Task ▸
Using the data below, copy every line that contains the word "existing".

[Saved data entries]
◇ ◇ ◇ ◇ ◇ ◇ ◇

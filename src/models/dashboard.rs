use serde::{Deserialize, Serialize};

/// Aggregate counts for the landing dashboard.
///
/// Everything here is computed at read time from live rows — the defaulter
/// count in particular runs the billing derivation per assigned resident
/// rather than reading any stored status.
#[derive(Debug, Clone, Serialize, Deserialize)]
pub struct DashboardSummary {
    pub residents: i64,
    pub rooms: i64,
    pub beds_total: i64,
    pub beds_occupied: i64,
    pub open_complaints: i64,
    /// Residents whose derived status is Defaulter or CriticalDefaulter.
    pub defaulters: i64,
}
use chrono::NaiveDate;
use serde::{Deserialize, Serialize};
use uuid::Uuid;

/// A resident's billing state at a point in time.
///
/// Snapshots are derived, never persisted: the engine recomputes one from
/// the active assignment and the most recent payment every time it is asked.
/// Two computations over identical inputs yield identical snapshots.
#[derive(Debug, Clone, PartialEq, Serialize, Deserialize)]
pub struct BillingSnapshot {
    pub resident_id: Uuid,
    pub monthly_fee: f64,
    pub room_type: String,
    pub assigned_since: NaiveDate,
    /// Most recent payment date, `None` if the resident has never paid.
    pub last_payment_date: Option<NaiveDate>,
    /// `last_payment_date + 30 days`, `None` before the first payment.
    pub due_date: Option<NaiveDate>,
    pub days_late: i64,
    pub fine: f64,
    pub total_payable: f64,
    pub status: BillingStatus,
    /// The reference date the snapshot was computed against.
    pub today: NaiveDate,
}

/// Payment status derived from how far past the due date a resident is.
///
/// - `PaymentPending`: assigned but has never paid
/// - `Paid`: within the current 30-day cycle
/// - `Late`: 1-4 days past due
/// - `Defaulter`: 5-30 days past due
/// - `CriticalDefaulter`: more than 30 days past due
#[derive(Debug, Clone, Copy, Serialize, Deserialize, PartialEq, Eq)]
pub enum BillingStatus {
    PaymentPending,
    Paid,
    Late,
    Defaulter,
    CriticalDefaulter,
}

impl BillingStatus {
    /// True for the tiers the dashboard counts as defaulting.
    pub fn is_defaulting(&self) -> bool {
        matches!(self, Self::Defaulter | Self::CriticalDefaulter)
    }
}
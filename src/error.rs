//! Error taxonomy shared by the database layer and the HTTP API.
//!
//! Every failure carries a stable kind plus a human-readable reason, and
//! surfaces synchronously to the caller. Nothing here is retried; a rejected
//! call is a terminal outcome for that request.

use thiserror::Error;

#[derive(Debug, Error)]
pub enum Error {
    /// A referenced entity does not exist.
    #[error("{0}")]
    NotFound(String),

    /// The operation conflicts with existing state (resident already
    /// assigned, duplicate room number, deleting an occupied room).
    #[error("{0}")]
    Conflict(String),

    /// The target room has no free beds.
    #[error("{0}")]
    Capacity(String),

    /// The entity is not in a state that permits the operation (no active
    /// assignment, same-room transfer, capacity below occupancy).
    #[error("{0}")]
    InvalidState(String),

    /// Billing was requested for a resident with no active assignment.
    #[error("{0}")]
    Precondition(String),

    /// Input failed validation (payment amount mismatch, out-of-range
    /// capacity or fee).
    #[error("{0}")]
    Validation(String),

    /// Storage or transaction failure.
    #[error("internal error: {0}")]
    Internal(#[from] anyhow::Error),
}

impl Error {
    /// Stable kind string reported in API error bodies.
    pub fn kind(&self) -> &'static str {
        match self {
            Self::NotFound(_) => "not_found",
            Self::Conflict(_) => "conflict",
            Self::Capacity(_) => "capacity",
            Self::InvalidState(_) => "invalid_state",
            Self::Precondition(_) => "precondition",
            Self::Validation(_) => "validation",
            Self::Internal(_) => "internal",
        }
    }
}

impl From<rusqlite::Error> for Error {
    fn from(e: rusqlite::Error) -> Self {
        Self::Internal(anyhow::Error::new(e))
    }
}

pub type Result<T, E = Error> = std::result::Result<T, E>;
use std::path::PathBuf;

use clap::{Parser, Subcommand};
use tracing_subscriber::{layer::SubscriberExt, util::SubscriberInitExt};

use bunkhouse::{api, db, models::Limits};

#[derive(Parser)]
#[command(name = "bunkhouse")]
#[command(about = "Shared-housing occupancy and billing server")]
struct Cli {
    #[command(subcommand)]
    command: Option<Commands>,
}

#[derive(Subcommand)]
enum Commands {
    /// Start the Bunkhouse server
    Serve {
        /// Port for HTTP API
        #[arg(short, long, default_value = "3000")]
        port: u16,

        /// Database file (defaults to the platform data directory)
        #[arg(long)]
        db: Option<PathBuf>,

        /// Maximum beds a room may have
        #[arg(long, default_value = "12")]
        max_capacity: i64,

        /// Maximum monthly fee a room may charge
        #[arg(long, default_value = "1000000")]
        max_fee: f64,
    },
}

fn init_tracing() {
    let filter = tracing_subscriber::EnvFilter::new(
        std::env::var("RUST_LOG").unwrap_or_else(|_| "bunkhouse=debug,tower_http=debug".into()),
    );

    tracing_subscriber::registry()
        .with(filter)
        .with(tracing_subscriber::fmt::layer())
        .init();
}

async fn serve(port: u16, db_path: Option<PathBuf>, limits: Limits) -> anyhow::Result<()> {
    let db = match db_path {
        Some(path) => db::Database::open(path)?,
        None => db::Database::open_default()?,
    }
    .with_limits(limits);
    db.migrate()?;

    let app = api::create_router(db);

    let listener = tokio::net::TcpListener::bind(format!("127.0.0.1:{}", port)).await?;
    tracing::info!("Bunkhouse server listening on http://127.0.0.1:{}", port);

    axum::serve(listener, app).await?;
    Ok(())
}

#[tokio::main]
async fn main() -> anyhow::Result<()> {
    let cli = Cli::parse();
    init_tracing();

    match cli.command {
        Some(Commands::Serve {
            port,
            db,
            max_capacity,
            max_fee,
        }) => {
            tracing::info!("Starting Bunkhouse server on port {}", port);
            serve(
                port,
                db,
                Limits {
                    max_capacity,
                    max_monthly_fee: max_fee,
                },
            )
            .await?;
        }
        None => {
            // Default: start server with defaults
            tracing::info!("Starting Bunkhouse server on port 3000");
            serve(3000, None, Limits::default()).await?;
        }
    }

    Ok(())
}
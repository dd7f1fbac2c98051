use axum::{
    extract::{Path, Query, State},
    http::StatusCode,
    response::{IntoResponse, Response},
    Json,
};
use serde::Deserialize;
use uuid::Uuid;

use crate::db::Database;
use crate::error::Error;
use crate::models::*;

// ============================================================
// Error Handling
// ============================================================

/// Wraps the domain error for axum. Every error becomes a JSON body of
/// `{kind, message}` with the status the taxonomy prescribes; internal
/// errors are logged server-side and the client sees a generic message.
pub struct ApiError(Error);

impl From<Error> for ApiError {
    fn from(e: Error) -> Self {
        Self(e)
    }
}

impl ApiError {
    fn not_found(what: &str) -> Self {
        Self(Error::NotFound(format!("{what} not found")))
    }
}

impl IntoResponse for ApiError {
    fn into_response(self) -> Response {
        let status = match &self.0 {
            Error::NotFound(_) => StatusCode::NOT_FOUND,
            Error::Conflict(_) | Error::InvalidState(_) => StatusCode::CONFLICT,
            Error::Capacity(_) => StatusCode::BAD_REQUEST,
            Error::Precondition(_) => StatusCode::PRECONDITION_FAILED,
            Error::Validation(_) => StatusCode::UNPROCESSABLE_ENTITY,
            Error::Internal(_) => StatusCode::INTERNAL_SERVER_ERROR,
        };

        let message = if matches!(self.0, Error::Internal(_)) {
            tracing::error!("Internal error: {}", self.0);
            "Internal server error".to_string()
        } else {
            tracing::warn!("{}: {}", self.0.kind(), self.0);
            self.0.to_string()
        };

        let body = serde_json::json!({
            "kind": self.0.kind(),
            "message": message,
        });
        (status, Json(body)).into_response()
    }
}

type ApiResult<T> = Result<T, ApiError>;

// ============================================================
// Health
// ============================================================

pub async fn health() -> impl IntoResponse {
    Json(serde_json::json!({ "status": "ok" }))
}

// ============================================================
// Residents
// ============================================================

#[derive(Debug, Deserialize)]
pub struct ListResidentsQuery {
    /// Substring match over name and phone.
    pub q: Option<String>,
}

pub async fn list_residents(
    State(db): State<Database>,
    Query(query): Query<ListResidentsQuery>,
) -> ApiResult<Json<Vec<Resident>>> {
    let residents = match query.q {
        Some(q) => db.search_residents(&q)?,
        None => db.get_all_residents()?,
    };
    Ok(Json(residents))
}

pub async fn create_resident(
    State(db): State<Database>,
    Json(input): Json<CreateResidentInput>,
) -> ApiResult<(StatusCode, Json<Resident>)> {
    let resident = db.create_resident(input)?;
    Ok((StatusCode::CREATED, Json(resident)))
}

pub async fn get_resident(
    State(db): State<Database>,
    Path(id): Path<Uuid>,
) -> ApiResult<Json<Resident>> {
    db.get_resident(id)?
        .map(Json)
        .ok_or_else(|| ApiError::not_found("resident"))
}

pub async fn update_resident(
    State(db): State<Database>,
    Path(id): Path<Uuid>,
    Json(input): Json<UpdateResidentInput>,
) -> ApiResult<Json<Resident>> {
    db.update_resident(id, input)?
        .map(Json)
        .ok_or_else(|| ApiError::not_found("resident"))
}

pub async fn delete_resident(
    State(db): State<Database>,
    Path(id): Path<Uuid>,
) -> ApiResult<StatusCode> {
    if db.delete_resident(id)? {
        Ok(StatusCode::NO_CONTENT)
    } else {
        Err(ApiError::not_found("resident"))
    }
}

pub async fn list_resident_payments(
    State(db): State<Database>,
    Path(id): Path<Uuid>,
) -> ApiResult<Json<Vec<Payment>>> {
    Ok(Json(db.get_payments(id)?))
}

pub async fn get_billing_status(
    State(db): State<Database>,
    Path(id): Path<Uuid>,
) -> ApiResult<Json<BillingSnapshot>> {
    Ok(Json(db.billing_status(id)?))
}

// ============================================================
// Rooms
// ============================================================

pub async fn list_rooms(State(db): State<Database>) -> ApiResult<Json<Vec<Room>>> {
    Ok(Json(db.get_all_rooms()?))
}

pub async fn create_room(
    State(db): State<Database>,
    Json(input): Json<CreateRoomInput>,
) -> ApiResult<(StatusCode, Json<Room>)> {
    let room = db.create_room(input)?;
    Ok((StatusCode::CREATED, Json(room)))
}

pub async fn get_room(State(db): State<Database>, Path(id): Path<Uuid>) -> ApiResult<Json<Room>> {
    db.get_room(id)?
        .map(Json)
        .ok_or_else(|| ApiError::not_found("room"))
}

pub async fn update_room(
    State(db): State<Database>,
    Path(id): Path<Uuid>,
    Json(input): Json<UpdateRoomInput>,
) -> ApiResult<Json<Room>> {
    db.update_room(id, input)?
        .map(Json)
        .ok_or_else(|| ApiError::not_found("room"))
}

pub async fn delete_room(
    State(db): State<Database>,
    Path(id): Path<Uuid>,
) -> ApiResult<StatusCode> {
    if db.delete_room(id)? {
        Ok(StatusCode::NO_CONTENT)
    } else {
        Err(ApiError::not_found("room"))
    }
}

// ============================================================
// Assignments
// ============================================================

pub async fn assign(
    State(db): State<Database>,
    Json(input): Json<AssignInput>,
) -> ApiResult<(StatusCode, Json<Assignment>)> {
    let assignment = db.assign(input.resident_id, input.room_id)?;
    Ok((StatusCode::CREATED, Json(assignment)))
}

pub async fn transfer(
    State(db): State<Database>,
    Json(input): Json<TransferInput>,
) -> ApiResult<Json<TransferOutcome>> {
    Ok(Json(db.transfer(input.resident_id, input.new_room_id)?))
}

pub async fn get_assignment(
    State(db): State<Database>,
    Path(resident_id): Path<Uuid>,
) -> ApiResult<Json<Assignment>> {
    db.get_assignment(resident_id)?
        .map(Json)
        .ok_or_else(|| ApiError::not_found("assignment"))
}

pub async fn release(
    State(db): State<Database>,
    Path(resident_id): Path<Uuid>,
) -> ApiResult<StatusCode> {
    if db.release(resident_id)? {
        Ok(StatusCode::NO_CONTENT)
    } else {
        Err(ApiError::not_found("assignment"))
    }
}

// ============================================================
// Payments
// ============================================================

pub async fn record_payment(
    State(db): State<Database>,
    Json(input): Json<RecordPaymentInput>,
) -> ApiResult<(StatusCode, Json<PaymentReceipt>)> {
    let receipt = db.record_payment(input.resident_id, input.amount)?;
    Ok((StatusCode::CREATED, Json(receipt)))
}

// ============================================================
// Complaints
// ============================================================

pub async fn list_complaints(State(db): State<Database>) -> ApiResult<Json<Vec<Complaint>>> {
    Ok(Json(db.get_all_complaints()?))
}

pub async fn create_complaint(
    State(db): State<Database>,
    Json(input): Json<CreateComplaintInput>,
) -> ApiResult<(StatusCode, Json<Complaint>)> {
    let complaint = db.create_complaint(input)?;
    Ok((StatusCode::CREATED, Json(complaint)))
}

pub async fn get_complaint(
    State(db): State<Database>,
    Path(id): Path<Uuid>,
) -> ApiResult<Json<Complaint>> {
    db.get_complaint(id)?
        .map(Json)
        .ok_or_else(|| ApiError::not_found("complaint"))
}

pub async fn update_complaint(
    State(db): State<Database>,
    Path(id): Path<Uuid>,
    Json(input): Json<UpdateComplaintInput>,
) -> ApiResult<Json<Complaint>> {
    db.update_complaint(id, input)?
        .map(Json)
        .ok_or_else(|| ApiError::not_found("complaint"))
}

pub async fn delete_complaint(
    State(db): State<Database>,
    Path(id): Path<Uuid>,
) -> ApiResult<StatusCode> {
    if db.delete_complaint(id)? {
        Ok(StatusCode::NO_CONTENT)
    } else {
        Err(ApiError::not_found("complaint"))
    }
}

// ============================================================
// Dashboard
// ============================================================

pub async fn dashboard(State(db): State<Database>) -> ApiResult<Json<DashboardSummary>> {
    Ok(Json(db.dashboard()?))
}
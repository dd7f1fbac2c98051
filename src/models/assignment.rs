use chrono::{DateTime, NaiveDate, Utc};
use serde::{Deserialize, Serialize};
use uuid::Uuid;

/// The active binding between one resident and one room.
///
/// A resident has at most one assignment at a time (enforced by a unique
/// index on `resident_id`). Transfers repoint the existing row to the new
/// room and reset `since`; they never create a second row. Absence of a row
/// means "unassigned".
#[derive(Debug, Clone, Serialize, Deserialize)]
pub struct Assignment {
    pub id: Uuid,
    pub resident_id: Uuid,
    pub room_id: Uuid,
    /// Date the resident moved into the current room. Reset on transfer.
    pub since: NaiveDate,
    pub created_at: DateTime<Utc>,
}

/// Input for assigning a resident to a room.
#[derive(Debug, Clone, Serialize, Deserialize)]
pub struct AssignInput {
    pub resident_id: Uuid,
    pub room_id: Uuid,
}

/// Input for transferring a resident to a different room.
#[derive(Debug, Clone, Serialize, Deserialize)]
pub struct TransferInput {
    pub resident_id: Uuid,
    pub new_room_id: Uuid,
}

/// Confirmation payload for a completed transfer.
#[derive(Debug, Clone, Serialize, Deserialize)]
pub struct TransferOutcome {
    pub from_room_id: Uuid,
    pub to_room_id: Uuid,
}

◇ ◇ ◇ ◇ ◇ ◇ ◇

Problem solution ▸
    /// The operation conflicts with existing state (resident already
/// index on `resident_id`). Transfers repoint the existing row to the new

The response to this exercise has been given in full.